With the problems I'm reading on a couple of forums I just cancelled my order via the Apple store. I'm just not convinced it's up to scratch yet. I'll wait until the first patch is released then make the transition.

That would be a good idea. I really think there's nothing wrong with waiting.

I've been using Exchange support in Mail, and it crashes at least once a day when I am writing an e-mail that's being auto-saved in Gmail, it seems. The service for Exchange is good and as expected; nothing to call home about. I freed up 24GB after installation (which took 58min).

It's not that much snappier, to be honest, for me. iTunes is maybe a few seconds faster, if that.

I don't recall anymore FF or Safari crashing, but that's because I keep getting frustrated by Mail crashes more often than not.

I also made sure to go upgrade my Adobe Flash.

Another thing that I think Apple should really handle, just as a personal gift to ME, is to stop letting blank windows open when I download PDF or other random file. I'm getting sick of logging in and downloading homework from the school website and Safari leaving these blank windows all over the place. It's a pet peeve of mine that pushed me to FF. The download window should also have an option to "close" after the download completes instead of just sitting there blank, if you've opted the items to disappear when they finish. OK, now I'm ranting. But yes, bide your time!

How are people coming up with these outrageous claims of how much space you got back?

24GB? really? based on what?

Based on the Base 10 standard for calculating storage size. It's the combination of Snow Leopard's slimming + getting "extra" storage.

I'm not sure why people are having Snow Leopard headaches.
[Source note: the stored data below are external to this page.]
//! Admin authentication guard.
//!
//! Every protected admin handler calls [`AdminGuard::check`] before doing
//! anything else. On [`AuthResult::Unauthorized`] the handler returns the
//! carried response untouched.
//!
//! # Example
//!
//! ```rust,ignore
//! async fn protected(State(state): State<AppState>, jar: CookieJar) -> Response {
//!     let cookies = JarCookieStore::new(jar);
//!     if let AuthResult::Unauthorized(response) = state.admin_guard().check(&cookies) {
//!         return response;
//!     }
//!     // ... admin-only work
//! }
//! ```

use axum::{
    Json,
    http::StatusCode,
    response::{IntoResponse, Response},
};
use chrono::Utc;
use serde_json::json;

use super::cookies::CookieStore;
use crate::services::auth::{SessionSigner, TokenError};

/// Admin session cookie name.
pub const ADMIN_SESSION_COOKIE: &str = "cellar_admin_session";

/// Outcome of an admin authorization check.
#[must_use]
pub enum AuthResult {
    /// Caller holds admin privilege.
    Authorized,
    /// Caller is refused; send this response as-is.
    Unauthorized(Response),
}

impl std::fmt::Debug for AuthResult {
    fn fmt(&self, f: &mut std::fmt::Formatter<'_>) -> std::fmt::Result {
        match self {
            Self::Authorized => f.write_str("Authorized"),
            Self::Unauthorized(response) => f
                .debug_tuple("Unauthorized")
                .field(&response.status())
                .finish(),
        }
    }
}

impl From<Result<(), AdminAuthRejection>> for AuthResult {
    fn from(result: Result<(), AdminAuthRejection>) -> Self {
        match result {
            Ok(()) => Self::Authorized,
            Err(rejection) => Self::Unauthorized(rejection.into_response()),
        }
    }
}

/// Why the guard refused a request.
#[derive(Debug, Clone, Copy, PartialEq, Eq)]
pub enum AdminAuthRejection {
    /// No admin session cookie.
    MissingSession,
    /// Cookie present but not a token we issued.
    InvalidSession,
    /// Token was ours but has expired.
    Expired,
    /// The check itself failed.
    Internal,
}

impl IntoResponse for AdminAuthRejection {
    fn into_response(self) -> Response {
        let (status, message) = match self {
            Self::MissingSession | Self::InvalidSession => {
                (StatusCode::UNAUTHORIZED, "unauthorized")
            }
            Self::Expired => (StatusCode::UNAUTHORIZED, "session expired"),
            Self::Internal => (StatusCode::INTERNAL_SERVER_ERROR, "server error"),
        };
        (status, Json(json!({ "message": message }))).into_response()
    }
}

/// Decides whether a request may reach admin logic.
///
/// Implementations must not mutate the store and must not panic: internal
/// faults become an `Unauthorized` server-error response.
pub trait AdminGuard: Send + Sync {
    /// Inspect the request's cookies and authorize or refuse.
    fn check(&self, cookies: &dyn CookieStore) -> AuthResult;
}

/// Production guard: the admin session cookie must hold a valid, unexpired
/// token signed with the configured session secret.
#[derive(Debug, Clone)]
pub struct SignedSessionGuard {
    signer: SessionSigner,
}

impl SignedSessionGuard {
    /// Create a guard validating tokens from `signer`.
    #[must_use]
    pub const fn new(signer: SessionSigner) -> Self {
        Self { signer }
    }

    fn authorize(&self, cookies: &dyn CookieStore) -> Result<(), AdminAuthRejection> {
        let token = cookies
            .get(ADMIN_SESSION_COOKIE)
            .map_err(|e| {
                let event_id = sentry::capture_error(&e);
                tracing::error!(error = %e, sentry_event_id = %event_id, "Admin guard could not read cookies");
                AdminAuthRejection::Internal
            })?
            .ok_or_else(|| {
                tracing::debug!("No admin session cookie");
                AdminAuthRejection::MissingSession
            })?;

        match self.signer.verify(&token, Utc::now()) {
            Ok(expires_at) => {
                tracing::debug!(%expires_at, "Admin session accepted");
                Ok(())
            }
            Err(TokenError::Expired) => {
                tracing::info!("Admin session expired");
                Err(AdminAuthRejection::Expired)
            }
            Err(TokenError::InvalidKey) => {
                tracing::error!("Admin session signing key rejected");
                Err(AdminAuthRejection::Internal)
            }
            Err(e) => {
                tracing::warn!(error = %e, "Admin session token refused");
                Err(AdminAuthRejection::InvalidSession)
            }
        }
    }
}

impl AdminGuard for SignedSessionGuard {
    fn check(&self, cookies: &dyn CookieStore) -> AuthResult {
        self.authorize(cookies).into()
    }
}

#[cfg(test)]
#[allow(clippy::unwrap_used)]
mod tests {
    use super::*;
    use crate::middleware::cookies::CookieStoreError;
    use axum::body::to_bytes;
    use axum_extra::extract::cookie::Cookie;
    use chrono::Duration;
    use secrecy::SecretString;
    use std::collections::HashMap;
    use std::sync::{Arc, Mutex};
    use tracing_subscriber::fmt::MakeWriter;

    #[derive(Default)]
    struct MapStore {
        cookies: HashMap<String, String>,
        broken: bool,
    }

    impl CookieStore for MapStore {
        fn get(&self, name: &str) -> Result<Option<String>, CookieStoreError> {
            if self.broken {
                return Err(CookieStoreError::Read("jar unavailable".to_string()));
            }
            Ok(self.cookies.get(name).cloned())
        }

        fn set(&mut self, cookie: Cookie<'static>) -> Result<(), CookieStoreError> {
            self.cookies
                .insert(cookie.name().to_string(), cookie.value().to_string());
            Ok(())
        }

        fn remove(&mut self, name: &str) -> Result<(), CookieStoreError> {
            self.cookies.remove(name);
            Ok(())
        }
    }

    /// Collects formatted log output.
    #[derive(Clone, Default)]
    struct LogBuffer(Arc<Mutex<Vec<u8>>>);

    impl std::io::Write for LogBuffer {
        fn write(&mut self, buf: &[u8]) -> std::io::Result<usize> {
            self.0.lock().unwrap().extend_from_slice(buf);
            Ok(buf.len())
        }

        fn flush(&mut self) -> std::io::Result<()> {
            Ok(())
        }
    }

    impl<'a> MakeWriter<'a> for LogBuffer {
        type Writer = Self;

        fn make_writer(&'a self) -> Self::Writer {
            self.clone()
        }
    }

    impl LogBuffer {
        fn contents(&self) -> String {
            String::from_utf8(self.0.lock().unwrap().clone()).unwrap()
        }
    }

    fn signer(ttl: Duration) -> SessionSigner {
        SessionSigner::new(SecretString::from("k7#Qz!p2Lx9@vB4$wR8^mN1&tY6*cF3%"), ttl)
    }

    fn store_with_token(token: &str) -> MapStore {
        let mut store = MapStore::default();
        store
            .cookies
            .insert(ADMIN_SESSION_COOKIE.to_string(), token.to_string());
        store
    }

    async fn rejection(result: AuthResult) -> (StatusCode, serde_json::Value) {
        let AuthResult::Unauthorized(response) = result else {
            panic!("expected rejection");
        };
        let status = response.status();
        let body = to_bytes(response.into_body(), usize::MAX).await.unwrap();
        (status, serde_json::from_slice(&body).unwrap())
    }

    #[test]
    fn test_valid_token_is_authorized() {
        let signer = signer(Duration::hours(1));
        let token = signer.issue(Utc::now()).unwrap();
        let guard = SignedSessionGuard::new(signer);
        assert!(matches!(
            guard.check(&store_with_token(&token)),
            AuthResult::Authorized
        ));
    }

    #[tokio::test]
    async fn test_missing_cookie_is_unauthorized() {
        let guard = SignedSessionGuard::new(signer(Duration::hours(1)));
        let (status, body) = rejection(guard.check(&MapStore::default())).await;
        assert_eq!(status, StatusCode::UNAUTHORIZED);
        assert_eq!(body["message"], "unauthorized");
    }

    #[tokio::test]
    async fn test_forged_cookie_is_unauthorized() {
        let guard = SignedSessionGuard::new(signer(Duration::hours(1)));
        let (status, _) = rejection(guard.check(&store_with_token("letmein"))).await;
        assert_eq!(status, StatusCode::UNAUTHORIZED);
    }

    #[tokio::test]
    async fn test_expired_cookie_is_reported() {
        let signer = signer(Duration::hours(1));
        let token = signer.issue(Utc::now() - Duration::hours(2)).unwrap();
        let guard = SignedSessionGuard::new(signer);
        let (status, body) = rejection(guard.check(&store_with_token(&token))).await;
        assert_eq!(status, StatusCode::UNAUTHORIZED);
        assert_eq!(body["message"], "session expired");
    }

    #[tokio::test]
    async fn test_store_fault_becomes_server_error() {
        let guard = SignedSessionGuard::new(signer(Duration::hours(1)));
        let store = MapStore {
            broken: true,
            ..MapStore::default()
        };
        let (status, body) = rejection(guard.check(&store)).await;
        assert_eq!(status, StatusCode::INTERNAL_SERVER_ERROR);
        assert_eq!(body["message"], "server error");
    }

    #[test]
    fn test_auth_result_debug() {
        let result: AuthResult = Err(AdminAuthRejection::Expired).into();
        assert_eq!(format!("{result:?}"), "Unauthorized(401)");
    }

    #[test]
    fn test_missing_cookie_is_logged() {
        let logs = LogBuffer::default();
        let subscriber = tracing_subscriber::fmt()
            .with_writer(logs.clone())
            .with_max_level(tracing::Level::DEBUG)
            .finish();
        let guard = SignedSessionGuard::new(signer(Duration::hours(1)));

        let result =
            tracing::subscriber::with_default(subscriber, || guard.check(&MapStore::default()));

        assert!(matches!(result, AuthResult::Unauthorized(_)));
        assert!(logs.contents().contains("No admin session cookie"));
    }
}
I've upgraded three machines and all of them are working flawlessly. All of them are using the new Exchange support and are much snappier and just happier in general.

How are people coming up with these outrageous claims of how much space you got back?

24GB? really? based on what?

They're probably forgetting that Snow Leopard uses base 10, which would artificially seem to add more space than what you really gain back.

Based on the Base 10 standard for calculating storage size. It's the combination of Snow Leopard's slimming + getting "extra" storage.

I'm not sure why people are having Snow Leopard headaches. I've upgraded three machines and all of them are working flawlessly. All of them are using the new Exchange support and are much snappier and just happier in general.

Base 10 also makes the used data size larger not just the free space so that is moot, in order to get back 24gb you would be sliming OS X's install footprint far beyond its total initial clean state, meaning your new found freespace came from nowhere?

what one would need to do is get the total bytes of the drive,the total used bytes before upgrade and the total free bytes before upgrade and the total used and free bytes after upgrade.

I just do not see where 24GB can come from, i have even seen people on Apple's support forum stating 40+GB, even with the file compression (which i'm not even sure is used on the application/utilities folder)I just do not get it, something isn't right here

Base 10 also makes the used data size larger not just the free space so that is moot, in order to get back 24gb you would be sliming OS X's install footprint far beyond its total initial clean state, meaning your new found freespace came from nowhere?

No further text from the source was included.